Quaglia Cocco, Apprentice Befana

Il potere sciamanico delle tessere di Mahjong… i giochi e le competizioni

Da quando il tempo è tempo, i Popoli hanno sempre espresso la piacevolezza della connessione attraverso il gioco, le gare e le competizioni. Il divertimento lega gli animi e alleggerisce i conflitti. Qualsiasi popolo ha sempre escogitato modalità giocose per esprimere nella propria cultura modi di connettersi l’una all’altro.

Anche il Popolo damanhuriano da tempo sta esplorando questa modalità, che attraverso il gioco ed il divertimento sta legando i vari gruppi. Valorizziamo il vivere con l’umorismo e il non prendersi troppo sul serio. Abbiamo il Gioco della Vita che da 1983 fa si che lo spirito del gioco sia vivo nella nostra vita e nei nostri cuori. Abbiamo avuto le gare storiche, quelle sulla spiaggia a Gargano… Poi le Horusiadi (una sorta di Olimpiadi d’estate a Damanhur). C’è anche uno nuovo spazio a Damjl che si chiama la “Giocoteca” che crea spazi ed opportunità di giocare e giocarsi. C’è la martedì sera al nucleo comunità Magilla dove spesso si può scegliere la sfida più adatta a sé, tra giochi a tavolo, videogiochi, calcetto o un torneo di pallavolo piuttosto accanito.

Pensando del valore del gioco, mi ricordo quando ero piccola e andavo a trovare i miei parenti in Taiwan, e quasi ogni sera dopo cena giocavano a Mahjong, un gioco da tavolo cinese dove si guadagnano punti e a volte soldi, creando opportune combinazioni di tessere. I miei nonni e gli zii si sedevano divisi in tavoli a quattro, scambiando e spostando le tessere lisce con i clic-clac, immobili per delle ore; mi chiedevo: perché passano così tanto tempo a questo gioco? Era un rito immutabile, una priorità assoluta.
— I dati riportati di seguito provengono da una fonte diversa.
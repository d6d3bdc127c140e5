use ratatui::style::{Color, Modifier, Style};

use docqa_core::{QueryStatus, Role};

/// Color theme for the TUI.
pub struct Theme {
    pub question: Color,
    pub answer: Color,
    pub sources: Color,
    pub error: Color,
    pub ok: Color,
    pub warn: Color,

    pub header_fg: Color,
    pub header_bg: Color,
    pub border: Color,
    pub border_focused: Color,
    pub text: Color,
    pub dim: Color,
    pub highlight_bg: Color,
    pub active: Color,
    pub spinner: Color,
    pub footer_fg: Color,
    pub footer_bg: Color,
}

impl Theme {
    pub fn by_name(name: &str) -> Self {
        match name {
            "modern" => Self::modern(),
            _ => Self::hacker(),
        }
    }

    /// Hacker-green terminal theme.
    pub fn hacker() -> Self {
        Self {
            question: Color::Cyan,
            answer: Color::Rgb(0, 210, 0),
            sources: Color::DarkGray,
            error: Color::Red,
            ok: Color::Rgb(0, 210, 0),
            warn: Color::Yellow,

            header_fg: Color::Black,
            header_bg: Color::Rgb(0, 210, 0),
            border: Color::DarkGray,
            border_focused: Color::Rgb(0, 210, 0),
            text: Color::White,
            dim: Color::DarkGray,
            highlight_bg: Color::Rgb(30, 50, 30),
            active: Color::Cyan,
            spinner: Color::Cyan,
            footer_fg: Color::DarkGray,
            footer_bg: Color::Reset,
        }
    }

    /// Modern theme: white text, electric blue accents, dark blue header.
    pub fn modern() -> Self {
        Self {
            question: Color::Rgb(60, 140, 255),
            answer: Color::White,
            sources: Color::Rgb(120, 120, 140),
            error: Color::Rgb(255, 80, 80),
            ok: Color::Rgb(0, 200, 80),
            warn: Color::Rgb(255, 200, 0),

            header_fg: Color::White,
            header_bg: Color::Rgb(30, 60, 120),
            border: Color::Rgb(60, 60, 80),
            border_focused: Color::Rgb(60, 140, 255),
            text: Color::White,
            dim: Color::Rgb(120, 120, 140),
            highlight_bg: Color::Rgb(30, 40, 80),
            active: Color::Rgb(60, 140, 255),
            spinner: Color::Rgb(60, 140, 255),
            footer_fg: Color::Rgb(120, 120, 140),
            footer_bg: Color::Reset,
        }
    }

    pub fn role_color(&self, role: Role) -> Color {
        match role {
            Role::Question => self.question,
            Role::Answer => self.answer,
        }
    }

    pub fn status_color(&self, status: QueryStatus) -> Color {
        match status {
            QueryStatus::Idle => self.dim,
            QueryStatus::Pending => self.spinner,
            QueryStatus::Succeeded => self.ok,
            QueryStatus::Failed => self.error,
        }
    }

    pub fn level_color(&self, level: tracing::Level) -> Color {
        match level {
            tracing::Level::ERROR => self.error,
            tracing::Level::WARN => self.warn,
            tracing::Level::INFO => self.text,
            _ => self.dim,
        }
    }

    pub fn header_style(&self) -> Style {
        Style::default()
            .fg(self.header_fg)
            .bg(self.header_bg)
            .add_modifier(Modifier::BOLD)
    }

    pub fn highlight_style(&self) -> Style {
        Style::default()
            .bg(self.highlight_bg)
            .add_modifier(Modifier::BOLD)
    }

    pub fn border_style(&self) -> Style {
        Style::default().fg(self.border)
    }

    /// Border for a pane, brighter when it has focus.
    pub fn pane_border(&self, focused: bool) -> Style {
        if focused {
            Style::default().fg(self.border_focused)
        } else {
            self.border_style()
        }
    }

    pub fn footer_style(&self) -> Style {
        Style::default().fg(self.footer_fg).bg(self.footer_bg)
    }
}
A volte giocavo con loro, e spesso vincevo anche! E ho cominciato a capire il fascino del Mahjong, la magia. Man mano entrando in connessione con gli altri giocatori in una rete di pensiero telepatico, da navigare con strategia e velocità. A volte la sincronicità faceva succedere combinazioni straordinarie e improbabili con le tessere lasciate e passate uno all’altro. Insomma, era una scuola sciamanica non-dichiarata. Anche le tessere contenevano elementi naturali interessanti: il vento delle quattro direzioni, tre tipi di dragone mahjong flowers– rosso verde e bianco, le quattro stagioni dell’anno, e quattro fiori (bambù, crisantemo, orchidea, pruno).

Queste esperienze della mia gioventù mi hanno insegnato che dare spazio al gioco ci nutre, crea legami, apre nuove porte, raffina i nostri poteri percettivi e magici.